Collection entries:
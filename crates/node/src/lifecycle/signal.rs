use std::future::Future;
use std::pin::Pin;
use std::task::{Context, Poll};

use tokio::sync::oneshot;

use super::controller::LifecycleError;

/// One-shot notification that node bring-up has finished.
///
/// Resolves to `Ok(())` once the node is ready, or to the bring-up error as
/// returned by the runtime. Awaiting consumes the signal, so there is only
/// ever one reader.
#[derive(Debug)]
pub struct ReadySignal {
    rx: oneshot::Receiver<anyhow::Result<()>>,
}

impl ReadySignal {
    pub(crate) fn channel() -> (oneshot::Sender<anyhow::Result<()>>, Self) {
        let (tx, rx) = oneshot::channel();
        (tx, Self { rx })
    }
}

impl Future for ReadySignal {
    type Output = anyhow::Result<()>;

    fn poll(mut self: Pin<&mut Self>, cx: &mut Context<'_>) -> Poll<Self::Output> {
        Pin::new(&mut self.rx).poll(cx).map(|res| match res {
            Ok(outcome) => outcome,
            // Bring-up task went away without reporting
            Err(_) => Err(LifecycleError::BringUpAborted.into()),
        })
    }
}
use anyhow::{Context, Result};
use async_trait::async_trait;
use libp2p::identity::Keypair;
use libp2p::multiaddr::Protocol;
use libp2p::{Multiaddr, PeerId};
use std::net::SocketAddr;
use std::io;
use std::sync::Arc;
use std::time::Duration;
use tokio::net::TcpListener;
use tokio::signal;
use tokio::sync::watch;
use tracing::{debug, error, info, warn};

use crate::config::NodeConfig;
use crate::lifecycle::{NodeRuntime, RunningNode, StopReason};
use crate::sync::SyncEngine;

const ACCEPT_BACKOFF: Duration = Duration::from_millis(100);

// Linux errno values for descriptor and buffer exhaustion
const ENOMEM: i32 = 12;
const ENFILE: i32 = 23;
const EMFILE: i32 = 24;
const ENOBUFS: i32 = 105;

/// Messaging node runtime.
///
/// Bring-up binds the messaging listener under the node's libp2p identity.
/// The messaging protocol itself lives elsewhere; inbound connections are
/// only accepted and logged here.
pub struct StatusNode {
    keypair: Keypair,
}

impl StatusNode {
    pub fn new(keypair: Keypair) -> Self {
        Self { keypair }
    }

    pub fn peer_id(&self) -> PeerId {
        self.keypair.public().to_peer_id()
    }
}

#[async_trait]
impl NodeRuntime for StatusNode {
    async fn start(&self, config: NodeConfig) -> Result<Arc<dyn RunningNode>> {
        config.validate()?;

        let bind = SocketAddr::new(config.listen_address, config.port);
        let listener = TcpListener::bind(bind)
            .await
            .with_context(|| format!("failed to bind messaging listener on {}", bind))?;
        let local = listener.local_addr()?;

        let peer_id = self.peer_id();
        let address = Multiaddr::from(local.ip())
            .with(Protocol::Tcp(local.port()))
            .with(Protocol::P2p(peer_id));

        info!(
            %peer_id,
            %address,
            mail_server = config.messaging.mail_server,
            boot_nodes = config.boot_nodes.len(),
            "Messaging listener bound"
        );

        let (shutdown_tx, shutdown_rx) = watch::channel(false);
        let (stopped_tx, stopped_rx) = watch::channel(None);
        tokio::spawn(run_loop(listener, shutdown_rx, stopped_tx));

        Ok(Arc::new(RunningStatusNode {
            address,
            shutdown: shutdown_tx,
            stopped: stopped_rx,
        }))
    }
}

struct RunningStatusNode {
    address: Multiaddr,
    shutdown: watch::Sender<bool>,
    stopped: watch::Receiver<Option<StopReason>>,
}

#[async_trait]
impl RunningNode for RunningStatusNode {
    fn address(&self) -> String {
        self.address.to_string()
    }

    fn sync_engine(&self) -> Option<Arc<dyn SyncEngine>> {
        None
    }

    fn shutdown(&self) {
        self.shutdown.send_replace(true);
    }

    async fn wait(&self) -> StopReason {
        let mut stopped = self.stopped.clone();
        let reason = match stopped.wait_for(Option::is_some).await {
            Ok(reason) => reason.clone().unwrap_or(StopReason::Requested),
            Err(_) => StopReason::Failed("node loop exited without reporting".to_string()),
        };
        reason
    }
}

async fn run_loop(
    listener: TcpListener,
    mut shutdown: watch::Receiver<bool>,
    stopped: watch::Sender<Option<StopReason>>,
) {
    let reason = loop {
        tokio::select! {
            accepted = listener.accept() => match accepted {
                Ok((_stream, peer)) => {
                    debug!(%peer, "Inbound connection");
                }
                Err(e) if is_transient_accept_error(&e) => {
                    warn!("Failed to accept inbound connection: {}", e);
                    // Give the process a chance to release descriptors
                    tokio::time::sleep(ACCEPT_BACKOFF).await;
                }
                Err(e) => {
                    error!("Messaging listener failed: {}", e);
                    break StopReason::Failed(e.to_string());
                }
            },
            _ = shutdown.changed() => {
                break StopReason::Requested;
            }
            res = signal::ctrl_c() => match res {
                Ok(()) => {
                    info!("Shutdown signal received");
                    break StopReason::Interrupted;
                }
                Err(e) => {
                    break StopReason::Failed(format!("signal handler: {}", e));
                }
            },
        }
    };
    stopped.send_replace(Some(reason));
}

/// Accept failures that concern a single connection or momentary resource
/// exhaustion. Anything else means the listener itself is unusable.
fn is_transient_accept_error(err: &io::Error) -> bool {
    match err.kind() {
        io::ErrorKind::ConnectionAborted
        | io::ErrorKind::ConnectionReset
        | io::ErrorKind::ConnectionRefused
        | io::ErrorKind::Interrupted
        | io::ErrorKind::WouldBlock
        | io::ErrorKind::TimedOut => true,
        _ => matches!(err.raw_os_error(), Some(ENOMEM | ENFILE | EMFILE | ENOBUFS)),
    }
}

#[cfg(test)]
mod tests {
    use super::*;

    #[test]
    fn test_descriptor_exhaustion_is_transient() {
        assert!(is_transient_accept_error(&io::Error::from_raw_os_error(EMFILE)));
        assert!(is_transient_accept_error(&io::Error::from_raw_os_error(ENFILE)));
        assert!(is_transient_accept_error(&io::Error::from(io::ErrorKind::ConnectionAborted)));
    }

    #[test]
    fn test_listener_failures_are_fatal() {
        assert!(!is_transient_accept_error(&io::Error::from(io::ErrorKind::InvalidInput)));
        // EBADF: the listening socket is gone
        assert!(!is_transient_accept_error(&io::Error::from_raw_os_error(9)));
    }
}
//! Deadline and cancellation scope for sync polling.

use std::time::Duration;
use tokio::sync::watch;
use tokio::time::Instant;

/// Time limit and/or external cancel signal bounding a single `poll` call.
///
/// A scope is checked cooperatively: the monitor looks at it once per poll
/// interval, so it never interrupts an interval already in progress.
#[derive(Debug, Clone, Default)]
pub struct SyncScope {
    deadline: Option<Instant>,
    cancel: Option<watch::Receiver<bool>>,
}

/// Triggers cancellation of the scope it was created with.
#[derive(Debug)]
pub struct CancelHandle {
    tx: watch::Sender<bool>,
}

impl SyncScope {
    /// A scope that only ends when cancelled, if ever.
    pub fn unbounded() -> Self {
        Self::default()
    }

    /// Expires `timeout` after now.
    pub fn with_timeout(timeout: Duration) -> Self {
        Self::with_deadline(Instant::now() + timeout)
    }

    /// Expires at the given instant.
    pub fn with_deadline(deadline: Instant) -> Self {
        Self {
            deadline: Some(deadline),
            cancel: None,
        }
    }

    /// Attaches an external cancel signal, keeping any deadline.
    pub fn cancellable(mut self) -> (Self, CancelHandle) {
        let (tx, rx) = watch::channel(false);
        self.cancel = Some(rx);
        (self, CancelHandle { tx })
    }

    pub fn deadline(&self) -> Option<Instant> {
        self.deadline
    }

    /// True once the deadline has been reached or cancel was triggered.
    pub fn is_done(&self) -> bool {
        self.is_cancelled() || self.is_expired()
    }

    fn is_expired(&self) -> bool {
        self.deadline
            .map(|deadline| Instant::now() >= deadline)
            .unwrap_or(false)
    }

    fn is_cancelled(&self) -> bool {
        self.cancel
            .as_ref()
            .map(|rx| *rx.borrow())
            .unwrap_or(false)
    }
}

impl CancelHandle {
    /// Cancels the scope. Calling this more than once has no further effect.
    pub fn cancel(&self) {
        self.tx.send_replace(true);
    }
}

**Exercise prompt**
Return, word for word, the lines from the one containing "self.cancel = Some(rx);" through the end of the data above, both ends included, and nothing else.

**Answer to this task**
        self.cancel = Some(rx);
        (self, CancelHandle { tx })
    }

    pub fn deadline(&self) -> Option<Instant> {
        self.deadline
    }

    /// True once the deadline has been reached or cancel was triggered.
    pub fn is_done(&self) -> bool {
        self.is_cancelled() || self.is_expired()
    }

    fn is_expired(&self) -> bool {
        self.deadline
            .map(|deadline| Instant::now() >= deadline)
            .unwrap_or(false)
    }

    fn is_cancelled(&self) -> bool {
        self.cancel
            .as_ref()
            .map(|rx| *rx.borrow())
            .unwrap_or(false)
    }
}

impl CancelHandle {
    /// Cancels the scope. Calling this more than once has no further effect.
    pub fn cancel(&self) {
        self.tx.send_replace(true);
    }
}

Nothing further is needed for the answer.